%%

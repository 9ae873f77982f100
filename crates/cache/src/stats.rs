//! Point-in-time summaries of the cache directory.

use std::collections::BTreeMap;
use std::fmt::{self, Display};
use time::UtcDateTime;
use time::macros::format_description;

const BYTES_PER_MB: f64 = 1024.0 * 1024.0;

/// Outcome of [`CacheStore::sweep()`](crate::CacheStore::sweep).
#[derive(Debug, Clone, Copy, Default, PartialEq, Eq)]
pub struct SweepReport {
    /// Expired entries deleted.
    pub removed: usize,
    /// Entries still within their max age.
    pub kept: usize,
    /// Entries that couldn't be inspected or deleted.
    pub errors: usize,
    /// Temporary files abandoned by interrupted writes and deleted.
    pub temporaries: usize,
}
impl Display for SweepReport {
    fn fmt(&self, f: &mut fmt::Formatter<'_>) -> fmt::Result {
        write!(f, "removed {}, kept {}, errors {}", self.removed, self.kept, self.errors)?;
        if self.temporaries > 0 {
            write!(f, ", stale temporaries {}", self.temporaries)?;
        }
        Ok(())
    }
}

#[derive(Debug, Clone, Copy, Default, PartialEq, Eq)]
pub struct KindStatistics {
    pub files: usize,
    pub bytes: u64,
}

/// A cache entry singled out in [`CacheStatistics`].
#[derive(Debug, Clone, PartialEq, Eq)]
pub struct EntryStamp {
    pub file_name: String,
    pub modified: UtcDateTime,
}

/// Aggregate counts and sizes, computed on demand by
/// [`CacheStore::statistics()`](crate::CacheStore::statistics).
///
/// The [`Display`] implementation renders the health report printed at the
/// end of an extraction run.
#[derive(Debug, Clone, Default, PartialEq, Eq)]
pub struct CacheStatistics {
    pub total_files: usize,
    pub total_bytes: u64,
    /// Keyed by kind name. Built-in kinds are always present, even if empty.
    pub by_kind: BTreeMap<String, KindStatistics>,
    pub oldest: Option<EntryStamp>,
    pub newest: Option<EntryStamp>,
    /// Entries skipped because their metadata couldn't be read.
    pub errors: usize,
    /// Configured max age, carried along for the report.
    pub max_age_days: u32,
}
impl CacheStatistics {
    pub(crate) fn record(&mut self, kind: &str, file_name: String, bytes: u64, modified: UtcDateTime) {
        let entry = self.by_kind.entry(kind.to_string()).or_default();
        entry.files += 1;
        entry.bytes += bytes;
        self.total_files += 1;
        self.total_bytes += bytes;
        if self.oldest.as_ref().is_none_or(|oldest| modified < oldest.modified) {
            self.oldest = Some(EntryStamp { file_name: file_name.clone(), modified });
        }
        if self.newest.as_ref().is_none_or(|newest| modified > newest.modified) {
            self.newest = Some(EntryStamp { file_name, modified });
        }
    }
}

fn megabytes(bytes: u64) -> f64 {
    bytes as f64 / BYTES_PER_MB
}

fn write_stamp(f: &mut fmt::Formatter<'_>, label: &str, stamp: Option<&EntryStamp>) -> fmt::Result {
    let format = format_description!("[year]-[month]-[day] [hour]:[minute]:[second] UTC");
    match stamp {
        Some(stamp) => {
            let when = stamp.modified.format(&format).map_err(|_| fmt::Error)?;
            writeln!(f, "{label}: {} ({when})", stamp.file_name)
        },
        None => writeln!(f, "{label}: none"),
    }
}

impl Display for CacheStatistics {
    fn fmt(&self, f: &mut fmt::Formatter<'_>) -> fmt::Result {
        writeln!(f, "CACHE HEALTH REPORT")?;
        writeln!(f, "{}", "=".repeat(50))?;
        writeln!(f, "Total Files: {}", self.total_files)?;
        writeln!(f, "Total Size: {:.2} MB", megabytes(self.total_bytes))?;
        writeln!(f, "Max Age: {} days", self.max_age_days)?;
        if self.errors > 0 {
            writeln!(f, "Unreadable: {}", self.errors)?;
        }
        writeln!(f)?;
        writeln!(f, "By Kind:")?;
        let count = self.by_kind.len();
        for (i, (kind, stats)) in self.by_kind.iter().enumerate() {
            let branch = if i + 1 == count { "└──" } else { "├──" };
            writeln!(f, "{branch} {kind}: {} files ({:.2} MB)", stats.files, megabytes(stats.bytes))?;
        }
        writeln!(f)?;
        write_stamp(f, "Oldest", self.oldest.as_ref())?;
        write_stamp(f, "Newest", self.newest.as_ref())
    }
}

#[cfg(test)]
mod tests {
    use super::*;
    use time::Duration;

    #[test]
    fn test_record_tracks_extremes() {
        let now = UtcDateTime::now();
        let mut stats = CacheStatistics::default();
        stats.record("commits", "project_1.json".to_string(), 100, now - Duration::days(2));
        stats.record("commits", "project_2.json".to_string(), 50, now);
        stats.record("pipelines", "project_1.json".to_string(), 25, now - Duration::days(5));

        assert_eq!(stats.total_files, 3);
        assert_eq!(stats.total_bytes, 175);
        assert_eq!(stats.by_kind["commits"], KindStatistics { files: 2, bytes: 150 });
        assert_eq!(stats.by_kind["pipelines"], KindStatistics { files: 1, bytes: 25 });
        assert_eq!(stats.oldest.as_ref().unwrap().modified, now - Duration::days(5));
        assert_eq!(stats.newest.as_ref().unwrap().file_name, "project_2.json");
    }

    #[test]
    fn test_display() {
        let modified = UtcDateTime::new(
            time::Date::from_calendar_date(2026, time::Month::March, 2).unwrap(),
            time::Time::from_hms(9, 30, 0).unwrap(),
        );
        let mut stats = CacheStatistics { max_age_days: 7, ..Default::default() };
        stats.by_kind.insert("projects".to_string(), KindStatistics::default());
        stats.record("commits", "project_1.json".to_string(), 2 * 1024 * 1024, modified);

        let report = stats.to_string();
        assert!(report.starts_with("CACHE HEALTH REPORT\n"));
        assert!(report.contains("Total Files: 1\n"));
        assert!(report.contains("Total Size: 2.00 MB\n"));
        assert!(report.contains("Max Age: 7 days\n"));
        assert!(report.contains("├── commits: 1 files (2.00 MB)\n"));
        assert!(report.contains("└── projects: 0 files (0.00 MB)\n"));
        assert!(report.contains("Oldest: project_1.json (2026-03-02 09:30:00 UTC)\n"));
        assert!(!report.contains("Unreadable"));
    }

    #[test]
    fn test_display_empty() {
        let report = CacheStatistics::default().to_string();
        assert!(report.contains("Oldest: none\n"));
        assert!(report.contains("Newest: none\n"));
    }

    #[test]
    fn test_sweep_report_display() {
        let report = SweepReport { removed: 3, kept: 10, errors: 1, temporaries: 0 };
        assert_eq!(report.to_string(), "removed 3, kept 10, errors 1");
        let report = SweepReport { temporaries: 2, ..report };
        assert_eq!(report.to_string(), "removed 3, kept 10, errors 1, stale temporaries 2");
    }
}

%%

◆ DIRECTIONS FOR THIS TASK
Supply the count of lines in the entries that include "Debug", and no other text.

◆ EXERCISE ANSWER
4